水平線や山の稜線に切り取られた空の方が尊いという人がいるけど、東京とその近郊に住んで30年以上、ビルの輪郭に切り取られた空が私にとっての空。
灰色のビルやガラス貼のビル、様々なビルの隙間から見える小さな空。
「井の中の蛙」というと、「狭い世界のことしか知らない」というネガティブな意味ですが、「されど空の蒼さを知る」と続くことで、「狭い世界にいるからこそ、その世界の深いところや細かいところをよく知っている」というポジティブな意味になる。
世界に目を向けることがすべて正しいわけじゃないのに、世界に出ようとしない事を肯定的に考える人は少ない。正直大きなお世話だし、世界を舞台に活躍する事が正解で、国内に拘ることが何でも駄目という風潮はどうもいただけない。
日本の事ですら全部知ってるわけじゃないのに、すぐに海外に行こうとする。日本語もまともにしゃべれないのに英語が喋れるか?

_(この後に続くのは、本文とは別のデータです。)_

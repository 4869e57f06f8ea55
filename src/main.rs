//! Skyfall - Headless Demo Jump
//!
//! Drives one scripted jump over the city: ride the drop aircraft for a
//! second, release, free-fall until the canopy auto-opens, then steer
//! gently until touchdown. Telemetry is logged once per simulated second.
//!
//! Run with `RUST_LOG=info` to see the flight log.

use glam::Vec3;
use log::info;
use skyfall_game::{Level, PlayerInput, Simulation, SimulationConfig};

const DT: f32 = 1.0 / 60.0;
const MAX_SIM_SECONDS: u32 = 180;

fn main() {
    env_logger::init();

    let config = SimulationConfig::default();
    let level = Level::city(42, config.flight.launch_altitude, config.flight.player_radius);
    let launch = level.launch.position;
    let mut simulation = Simulation::new(config, level);

    // Ride the drop aircraft for one second before release.
    simulation.attach_to_vehicle(launch);
    let mut aircraft = launch;
    for _ in 0..60 {
        aircraft += Vec3::new(20.0 * DT, 0.0, 0.0);
        simulation.set_vehicle_transform(aircraft);
        simulation.tick(&PlayerInput::default(), DT);
    }
    simulation.detach_from_vehicle();
    info!("released at {:?}", simulation.diver.position());

    let mut input = PlayerInput::default();
    input.flare = true;

    for frame in 0..(MAX_SIM_SECONDS * 60) {
        let outcome = simulation.tick(&input, DT);

        if let Some(event) = outcome.canopy_event {
            info!("t={:.1}s canopy {:?}", frame as f32 * DT, event);
        }

        if frame % 60 == 0 {
            let t = simulation.telemetry();
            info!(
                "t={:>5.1}s alt={:>7.1}m v={:>5.1}m/s vspeed={:>5.1}m/s glide={} deploy={:.2}",
                frame as f32 * DT,
                t.altitude,
                t.speed,
                t.vertical_speed,
                t.glide_ratio
                    .map(|g| format!("{g:.2}"))
                    .unwrap_or_else(|| "-".to_string()),
                t.deploy_fraction,
            );
        }

        if outcome.collision.grounded {
            let t = simulation.telemetry();
            if t.dead {
                info!("fatal impact after {:.1}s", frame as f32 * DT);
            } else {
                info!(
                    "touchdown after {:.1}s at {:?}",
                    frame as f32 * DT,
                    simulation.diver.position()
                );
            }
            return;
        }
    }

    info!("demo timed out before touchdown");
}
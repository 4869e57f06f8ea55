//! Player input handling.
//!
//! Converts raw key states into the camera-relative [`FlightCommand`] the
//! physics layer consumes. The physics core never sees device state; by
//! the time a command reaches it, movement is already expressed in world
//! space.

use glam::Vec3;
use serde::{Deserialize, Serialize};
use skyfall_physics::FlightCommand;

/// Movement key states.
#[derive(Debug, Clone, Copy, Default, Serialize, Deserialize)]
pub struct MovementKeys {
    pub forward: bool,
    pub backward: bool,
    pub left: bool,
    pub right: bool,
}

/// Raw player input for a single frame.
///
/// Held controls are level-triggered; the toggle/jump/reset fields are
/// edges and must be true for exactly one frame.
#[derive(Debug, Clone, Copy, Serialize, Deserialize)]
pub struct PlayerInput {
    /// Movement keys pressed.
    pub movement: MovementKeys,

    /// Sprint modifier held.
    pub sprint: bool,

    /// Steer-left control held.
    pub steer_left: bool,

    /// Steer-right control held.
    pub steer_right: bool,

    /// Dive control held.
    pub dive: bool,

    /// Flare control held.
    pub flare: bool,

    /// Canopy toggle edge.
    pub toggle_canopy: bool,

    /// Jump edge.
    pub jump: bool,

    /// Full-reset edge.
    pub reset: bool,

    /// Camera forward direction this frame, used to orient movement.
    pub camera_forward: Vec3,
}

impl Default for PlayerInput {
    fn default() -> Self {
        Self {
            movement: MovementKeys::default(),
            sprint: false,
            steer_left: false,
            steer_right: false,
            dive: false,
            flare: false,
            toggle_canopy: false,
            jump: false,
            reset: false,
            camera_forward: Vec3::NEG_Z,
        }
    }
}

impl PlayerInput {
    /// Convert to a physics command.
    ///
    /// Movement keys become a normalized world-space direction in the
    /// camera's horizontal frame; opposing keys cancel.
    pub fn to_command(&self) -> FlightCommand {
        let mut forward = Vec3::new(self.camera_forward.x, 0.0, self.camera_forward.z);
        forward = if forward.length_squared() > 1e-6 {
            forward.normalize()
        } else {
            Vec3::NEG_Z
        };
        let right = Vec3::Y.cross(forward).normalize();

        let side = (self.movement.left as i32 - self.movement.right as i32) as f32;
        let ahead = (self.movement.forward as i32 - self.movement.backward as i32) as f32;

        let mut move_dir = right * side + forward * ahead;
        if move_dir.length_squared() > 1e-6 {
            move_dir = move_dir.normalize();
        } else {
            move_dir = Vec3::ZERO;
        }

        let steer = (self.steer_right as i32 - self.steer_left as i32) as f32;

        FlightCommand {
            move_dir,
            camera_forward: forward,
            sprint: self.sprint,
            steer,
            dive: self.dive,
            flare: self.flare,
            toggle_canopy: self.toggle_canopy,
            jump: self.jump,
            reset: self.reset,
        }
    }
}

#[cfg(test)]
mod tests {
    use super::*;

    #[test]
    fn test_no_keys_zero_move() {
        let cmd = PlayerInput::default().to_command();
        assert_eq!(cmd.move_dir, Vec3::ZERO);
        assert_eq!(cmd.steer, 0.0);
    }

    #[test]
    fn test_forward_follows_camera() {
        let input = PlayerInput {
            movement: MovementKeys {
                forward: true,
                ..Default::default()
            },
            camera_forward: Vec3::new(1.0, -0.5, 0.0),
            ..Default::default()
        };
        let cmd = input.to_command();
        // Camera pitch is flattened out of the move direction.
        assert!((cmd.move_dir - Vec3::X).length() < 1e-6);
        assert_eq!(cmd.move_dir.y, 0.0);
    }

    #[test]
    fn test_diagonal_is_normalized() {
        let input = PlayerInput {
            movement: MovementKeys {
                forward: true,
                left: true,
                ..Default::default()
            },
            ..Default::default()
        };
        let cmd = input.to_command();
        assert!((cmd.move_dir.length() - 1.0).abs() < 1e-6);
    }

    #[test]
    fn test_opposing_keys_cancel() {
        let input = PlayerInput {
            movement: MovementKeys {
                forward: true,
                backward: true,
                left: true,
                right: true,
            },
            ..Default::default()
        };
        assert_eq!(input.to_command().move_dir, Vec3::ZERO);
    }

    #[test]
    fn test_steer_mapping() {
        let left = PlayerInput {
            steer_left: true,
            ..Default::default()
        };
        assert_eq!(left.to_command().steer, -1.0);

        let right = PlayerInput {
            steer_right: true,
            ..Default::default()
        };
        assert_eq!(right.to_command().steer, 1.0);

        let both = PlayerInput {
            steer_left: true,
            steer_right: true,
            ..Default::default()
        };
        assert_eq!(both.to_command().steer, 0.0);
    }

    #[test]
    fn test_edges_pass_through() {
        let input = PlayerInput {
            toggle_canopy: true,
            jump: true,
            reset: true,
            ..Default::default()
        };
        let cmd = input.to_command();
        assert!(cmd.toggle_canopy && cmd.jump && cmd.reset);
    }
}
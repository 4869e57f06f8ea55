//! Flight state and command structures.

use glam::Vec3;
use serde::{Deserialize, Serialize};

/// Flags describing the diver's current state.
#[derive(Debug, Clone, Copy, Default, PartialEq, Eq, Serialize, Deserialize)]
pub struct FlightFlags(pub u8);

impl FlightFlags {
    /// Body is supported by the ground or a roof this frame.
    pub const ON_GROUND: u8 = 1 << 0;

    /// A lethal-speed impact occurred. Terminal until an explicit reset.
    pub const DEAD: u8 = 1 << 1;

    /// Body is pinned to a vehicle transform; physics is bypassed.
    pub const IN_VEHICLE: u8 = 1 << 2;

    /// Check if a flag is set.
    #[inline]
    pub fn has(self, flag: u8) -> bool {
        (self.0 & flag) != 0
    }

    /// Set or clear a flag.
    #[inline]
    pub fn set(&mut self, flag: u8, value: bool) {
        if value {
            self.0 |= flag;
        } else {
            self.0 &= !flag;
        }
    }

    /// Check if the body is grounded.
    #[inline]
    pub fn on_ground(self) -> bool {
        self.has(Self::ON_GROUND)
    }

    /// Check if the diver died on impact.
    #[inline]
    pub fn dead(self) -> bool {
        self.has(Self::DEAD)
    }

    /// Check if the body is pinned to a vehicle.
    #[inline]
    pub fn in_vehicle(self) -> bool {
        self.has(Self::IN_VEHICLE)
    }
}

/// Kinematic state of the falling body plus session bookkeeping.
///
/// Owned by the simulation loop. The force model writes `acceleration`,
/// the controller integrates `position`/`velocity`, and the collision
/// resolver applies corrective edits; nothing else mutates this.
#[derive(Debug, Clone, Serialize, Deserialize)]
pub struct FlightState {
    /// Position in world space (meters).
    pub position: Vec3,

    /// Velocity in world space (m/s).
    pub velocity: Vec3,

    /// Acceleration accumulator (m/s²). Rebuilt from zero every tick;
    /// never carried between frames.
    pub acceleration: Vec3,

    /// Collision sphere radius (meters).
    pub radius: f32,

    /// Where resets return the body to.
    pub launch_position: Vec3,

    /// Elapsed wind time (seconds). Drives gust sampling and the coherent
    /// drag turbulence.
    pub wind_timer: f32,

    /// Jumps taken since the last landing.
    pub jump_count: u32,

    /// Current state flags.
    pub flags: FlightFlags,
}

impl FlightState {
    /// Create a body at the launch point, at rest and airborne.
    pub fn new(launch_position: Vec3, radius: f32) -> Self {
        Self {
            position: launch_position,
            velocity: Vec3::ZERO,
            acceleration: Vec3::ZERO,
            radius,
            launch_position,
            wind_timer: 0.0,
            jump_count: 0,
            flags: FlightFlags::default(),
        }
    }

    /// Total speed (m/s).
    #[inline]
    pub fn speed(&self) -> f32 {
        self.velocity.length()
    }

    /// Speed in the horizontal plane (m/s).
    #[inline]
    pub fn horizontal_speed(&self) -> f32 {
        Vec3::new(self.velocity.x, 0.0, self.velocity.z).length()
    }

    /// Height above the ground plane (meters).
    #[inline]
    pub fn altitude(&self) -> f32 {
        self.position.y
    }

    /// Whether position and velocity are all finite.
    pub fn is_numerically_valid(&self) -> bool {
        self.position.is_finite() && self.velocity.is_finite()
    }

    /// Safety reset: return the kinematics to launch conditions.
    ///
    /// Restores position, velocity, and acceleration only; canopy and
    /// session flags are untouched.
    pub fn reset_kinematics(&mut self) {
        self.position = self.launch_position;
        self.velocity = Vec3::ZERO;
        self.acceleration = Vec3::ZERO;
    }
}

/// Per-tick input command, as delivered by the input collaborator.
///
/// The move direction arrives already camera-relative and normalized; the
/// core never reads raw device state.
#[derive(Debug, Clone, Copy, Serialize, Deserialize)]
pub struct FlightCommand {
    /// Desired horizontal move direction, normalized, `y == 0`. Zero when
    /// no movement is requested.
    pub move_dir: Vec3,

    /// Camera forward direction, used as the steering axis fallback when
    /// the body is nearly stationary.
    pub camera_forward: Vec3,

    /// Sprint modifier held.
    pub sprint: bool,

    /// Steering command: -1 (left), 0, or +1 (right).
    pub steer: f32,

    /// Dive control held.
    pub dive: bool,

    /// Flare control held.
    pub flare: bool,

    /// Canopy toggle edge (true for exactly one tick).
    pub toggle_canopy: bool,

    /// Jump edge.
    pub jump: bool,

    /// Full-reset edge.
    pub reset: bool,
}

impl Default for FlightCommand {
    fn default() -> Self {
        Self {
            move_dir: Vec3::ZERO,
            camera_forward: Vec3::NEG_Z,
            sprint: false,
            steer: 0.0,
            dive: false,
            flare: false,
            toggle_canopy: false,
            jump: false,
            reset: false,
        }
    }
}
//! Flight configuration constants.
//!
//! All tuning parameters are grouped here. The struct is plain data so an
//! external tuning panel can rewrite fields between ticks without restarting
//! the simulation.

use serde::{Deserialize, Serialize};

use super::wind::{WindField, WindMode};

/// Configuration for the parachute flight physics.
///
/// All values use metric units (meters, seconds, kilograms) unless noted.
#[derive(Debug, Clone, Serialize, Deserialize)]
pub struct FlightConfig {
    // ========================================================================
    // Body
    // ========================================================================
    /// Diver mass including gear (kg).
    pub mass: f32,

    /// Gravity magnitude (m/s²), applied along -Y.
    pub gravity: f32,

    /// Collision sphere radius (meters).
    pub player_radius: f32,

    // ========================================================================
    // Aerodynamics
    // ========================================================================
    /// Drag coefficient of the body in free fall.
    pub body_drag_cd: f32,

    /// Frontal area of the body in free fall (m²).
    pub body_area: f32,

    /// Drag coefficient of the fully open canopy.
    pub canopy_drag_cd: f32,

    /// Reference area of the fully open canopy (m²).
    pub canopy_area: f32,

    /// Lift force per (m/s of sink × deploy fraction) (N).
    pub lift_gain: f32,

    /// Forward glide force per (m/s of sink × deploy fraction) (N).
    pub glide_gain: f32,

    /// Lateral steering force at full effectiveness (N).
    pub steer_force: f32,

    /// Extra downward acceleration while the dive control is held (m/s²).
    pub dive_gain: f32,

    /// Extra upward acceleration while the flare control is held (m/s²).
    pub flare_gain: f32,

    // ========================================================================
    // Canopy Deployment
    // ========================================================================
    /// Deploy fraction gained per second while opening.
    pub open_rate: f32,

    /// Deploy fraction lost per second while closing.
    pub close_rate: f32,

    /// Whether the canopy opens automatically at low altitude.
    pub auto_open: bool,

    /// Altitude below which auto-open fires (meters).
    pub auto_open_altitude: f32,

    // ========================================================================
    // Atmosphere and Wind
    // ========================================================================
    /// Air density at sea level (kg/m³).
    pub sea_level_density: f32,

    /// Exponential atmosphere scale height (meters).
    pub scale_height: f32,

    /// Wind generation mode.
    pub wind_mode: WindMode,

    /// Steady-mode wind, X component (m/s).
    pub steady_wind_x: f32,

    /// Steady-mode wind, Z component (m/s).
    pub steady_wind_z: f32,

    // ========================================================================
    // Movement
    // ========================================================================
    /// Walking move speed with the canopy closed (m/s).
    pub walk_speed_closed: f32,

    /// Sprinting move speed with the canopy closed (m/s).
    pub sprint_speed_closed: f32,

    /// Walking move speed with the canopy open (m/s).
    pub walk_speed_open: f32,

    /// Sprinting move speed with the canopy open (m/s).
    pub sprint_speed_open: f32,

    /// Move-input responsiveness multiplier while the canopy is open.
    pub open_responsiveness: f32,

    /// Cap on the horizontal correction toward the desired move velocity (m/s²).
    pub move_accel_limit: f32,

    /// Upward velocity applied on a jump from the ground (m/s).
    pub jump_velocity: f32,

    /// Jumps allowed between landings.
    pub max_jumps: u32,

    // ========================================================================
    // Safety
    // ========================================================================
    /// Vertical speed above which a ground impact is fatal (m/s).
    pub lethal_impact_speed: f32,

    /// Largest time step one tick will integrate (seconds). Frame hitches
    /// beyond this are truncated rather than integrated.
    pub max_delta_time: f32,

    /// Altitude of the launch point above the ground (meters).
    pub launch_altitude: f32,
}

impl Default for FlightConfig {
    fn default() -> Self {
        Self {
            // Body
            mass: 80.0,
            gravity: 9.81,
            player_radius: 1.2,

            // Aerodynamics
            body_drag_cd: 0.9,
            body_area: 0.7,
            canopy_drag_cd: 1.6,
            canopy_area: 40.0,
            lift_gain: 1.05,
            glide_gain: 0.35,
            steer_force: 30.0,
            dive_gain: 11.0,
            flare_gain: 9.0,

            // Canopy
            open_rate: 1.8,
            close_rate: 3.0,
            auto_open: true,
            auto_open_altitude: 120.0,

            // Atmosphere and wind
            sea_level_density: 1.225,
            scale_height: 8500.0,
            wind_mode: WindMode::Dynamic,
            steady_wind_x: 3.0,
            steady_wind_z: 1.0,

            // Movement
            walk_speed_closed: 10.0,
            sprint_speed_closed: 16.0,
            walk_speed_open: 6.0,
            sprint_speed_open: 12.0,
            open_responsiveness: 1.2,
            move_accel_limit: 40.0,
            jump_velocity: 12.0,
            max_jumps: 1,

            // Safety
            lethal_impact_speed: 14.0,
            max_delta_time: 0.06,
            launch_altitude: 1000.0,
        }
    }
}

impl FlightConfig {
    /// Create a config with a fixed wind vector instead of evolving gusts.
    pub fn steady_wind(x: f32, z: f32) -> Self {
        Self {
            wind_mode: WindMode::Steady,
            steady_wind_x: x,
            steady_wind_z: z,
            ..Default::default()
        }
    }

    /// Create a "calm day" config: no wind, auto-open left on.
    pub fn calm() -> Self {
        Self::steady_wind(0.0, 0.0)
    }

    /// Build the wind field for the current atmosphere and wind settings.
    pub fn wind_field(&self) -> WindField {
        WindField {
            mode: self.wind_mode,
            steady_x: self.steady_wind_x,
            steady_z: self.steady_wind_z,
            sea_level_density: self.sea_level_density,
            scale_height: self.scale_height,
        }
    }

    /// Horizontal speed cap for the current canopy/sprint combination.
    pub fn max_horizontal_speed(&self, canopy_open: bool, sprinting: bool) -> f32 {
        match (canopy_open, sprinting) {
            (true, true) => self.sprint_speed_open,
            (true, false) => self.walk_speed_open,
            (false, true) => self.sprint_speed_closed,
            (false, false) => self.walk_speed_closed,
        }
    }

    /// Desired move speed for the current canopy/sprint combination.
    ///
    /// The open-canopy responsiveness boost makes steering input feel less
    /// sluggish under canopy; the hard speed cap still applies afterward.
    pub fn desired_move_speed(&self, canopy_open: bool, sprinting: bool) -> f32 {
        let base = self.max_horizontal_speed(canopy_open, sprinting);
        if canopy_open {
            base * self.open_responsiveness
        } else {
            base
        }
    }
}
//! Collision world and contact resolution.

use glam::Vec3;
use serde::{Deserialize, Serialize};

use crate::flight::{FlightFlags, FlightState};

use super::volume::BuildingVolume;

/// Vertical slack for the roof-landing test (meters).
const ROOF_EPSILON: f32 = 0.05;

/// Extra distance past the surface when ejecting from a wall (meters).
const PUSH_EPSILON: f32 = 0.01;

/// Pull toward the roof center per meter off-center (1/s).
const ROOF_ATTRACTION: f32 = 0.1;

/// Off-center distance beyond which roof attraction kicks in (meters).
const ROOF_ATTRACTION_DEADZONE: f32 = 1.0;

/// Result of one tick of collision resolution.
///
/// Transient: produced and consumed within a single tick, never stored.
#[derive(Debug, Clone, Copy, Serialize, Deserialize)]
pub struct CollisionOutcome {
    /// Whether any contact occurred.
    pub hit: bool,

    /// Contact point (body center projected onto the surface).
    pub point: Vec3,

    /// Contact normal.
    pub normal: Vec3,

    /// Whether the body is vertically supported this frame.
    pub grounded: bool,

    /// Whether this contact was a lethal-speed impact.
    pub lethal: bool,
}

impl CollisionOutcome {
    /// No contact this tick.
    pub fn no_hit(position: Vec3) -> Self {
        Self {
            hit: false,
            point: position,
            normal: Vec3::Y,
            grounded: false,
            lethal: false,
        }
    }
}

/// The static collision environment: an infinite ground plane at `y = 0`
/// plus the building volumes.
///
/// Immutable after world build; resolution only ever mutates the body
/// passed into it.
#[derive(Debug, Clone, Default, Serialize, Deserialize)]
pub struct CollisionWorld {
    buildings: Vec<BuildingVolume>,
}

impl CollisionWorld {
    /// An empty world: ground plane only.
    pub fn new() -> Self {
        Self::default()
    }

    /// Create a world from an existing building list.
    pub fn with_buildings(buildings: Vec<BuildingVolume>) -> Self {
        Self { buildings }
    }

    /// Add a building volume. Only valid at world-build time.
    pub fn add_building(&mut self, volume: BuildingVolume) {
        self.buildings.push(volume);
    }

    /// The static building set.
    pub fn buildings(&self) -> &[BuildingVolume] {
        &self.buildings
    }

    /// Detect and resolve contacts for the body, mutating its position,
    /// velocity, and ground/death flags in place.
    ///
    /// Called once per tick after integration. A ground-plane contact
    /// returns early; building tests are skipped on that tick.
    pub fn resolve(&self, state: &mut FlightState, lethal_speed: f32) -> CollisionOutcome {
        let mut outcome = CollisionOutcome::no_hit(state.position);

        // Ground plane.
        if state.position.y - state.radius <= 0.0 {
            state.position.y = state.radius;
            outcome.hit = true;
            outcome.point = Vec3::new(state.position.x, state.radius, state.position.z);
            outcome.normal = Vec3::Y;

            if state.velocity.y.abs() > lethal_speed {
                state.flags.set(FlightFlags::DEAD, true);
                outcome.lethal = true;
            }
            // Soft bounce-absorb; never leaves a downward component.
            state.velocity.y = (state.velocity.y * -0.2).max(0.0);
            state.flags.set(FlightFlags::ON_GROUND, true);
            outcome.grounded = true;
            return outcome;
        }

        let mut landed = false;
        for building in &self.buildings {
            // Roof landing: over the footprint, at roof height, descending.
            if building.footprint_contains(state.position, state.radius) {
                let roof = building.roof_y();
                if state.position.y - state.radius <= roof + ROOF_EPSILON
                    && state.velocity.y <= 0.0
                {
                    state.position.y = roof + state.radius;
                    outcome.hit = true;
                    outcome.point = Vec3::new(state.position.x, roof + state.radius, state.position.z);
                    outcome.normal = Vec3::Y;

                    // Weak pull toward the roof center keeps the body from
                    // sliding off small roofs.
                    let (center_x, center_z) = building.center_xz();
                    let dx = center_x - state.position.x;
                    let dz = center_z - state.position.z;
                    if dx.abs() > ROOF_ATTRACTION_DEADZONE {
                        state.velocity.x += dx * ROOF_ATTRACTION;
                    }
                    if dz.abs() > ROOF_ATTRACTION_DEADZONE {
                        state.velocity.z += dz * ROOF_ATTRACTION;
                    }

                    state.velocity.y = (state.velocity.y * -0.15).max(0.0);
                    state.velocity.x *= 0.7;
                    state.velocity.z *= 0.7;
                    landed = true;
                }
            }

            // Side/corner penetration: eject along the center-to-closest
            // direction and absorb the velocity into the wall.
            let closest = building.closest_point(state.position);
            let dist_sq = closest.distance_squared(state.position);
            if dist_sq < state.radius * state.radius {
                let mut push = state.position - closest;
                if push.length_squared() == 0.0 {
                    push = Vec3::Y;
                }
                let push = push.normalize();
                let penetration = state.radius - dist_sq.sqrt();
                state.position += push * (penetration + PUSH_EPSILON);
                let along = push * state.velocity.dot(push);
                state.velocity -= along * 0.9;
            }
        }

        state.flags.set(FlightFlags::ON_GROUND, landed);
        outcome.grounded = landed;
        outcome
    }
}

いつも見上げるビルの谷間から見る空は、狭いからこそ毎日色の違いが判る。
智恵子は東京には空が無いという
ほんとの空が見たいという
私は驚いて空を見る
桜若葉の間に在るのは
切っても切れない
むかしなじみのきれいな空だ
どんよりけむる地平のぼかしは
うすもも色の朝のしめりだ
智恵子は遠くを見ながら言う
阿多多羅山の山の上に
毎日出ている青い空が
智恵子のほんとの空だという
あどけない空の話である。
高村光太郎の「あどけない話」という詩です。
私にとっての空は、何も考えていなかった子どもの頃に見た空じゃなく、辛い仕事でつい俯きがちな毎日の中で、ふと見上げるとそこにある”ビルの輪郭に切り取られた空”です。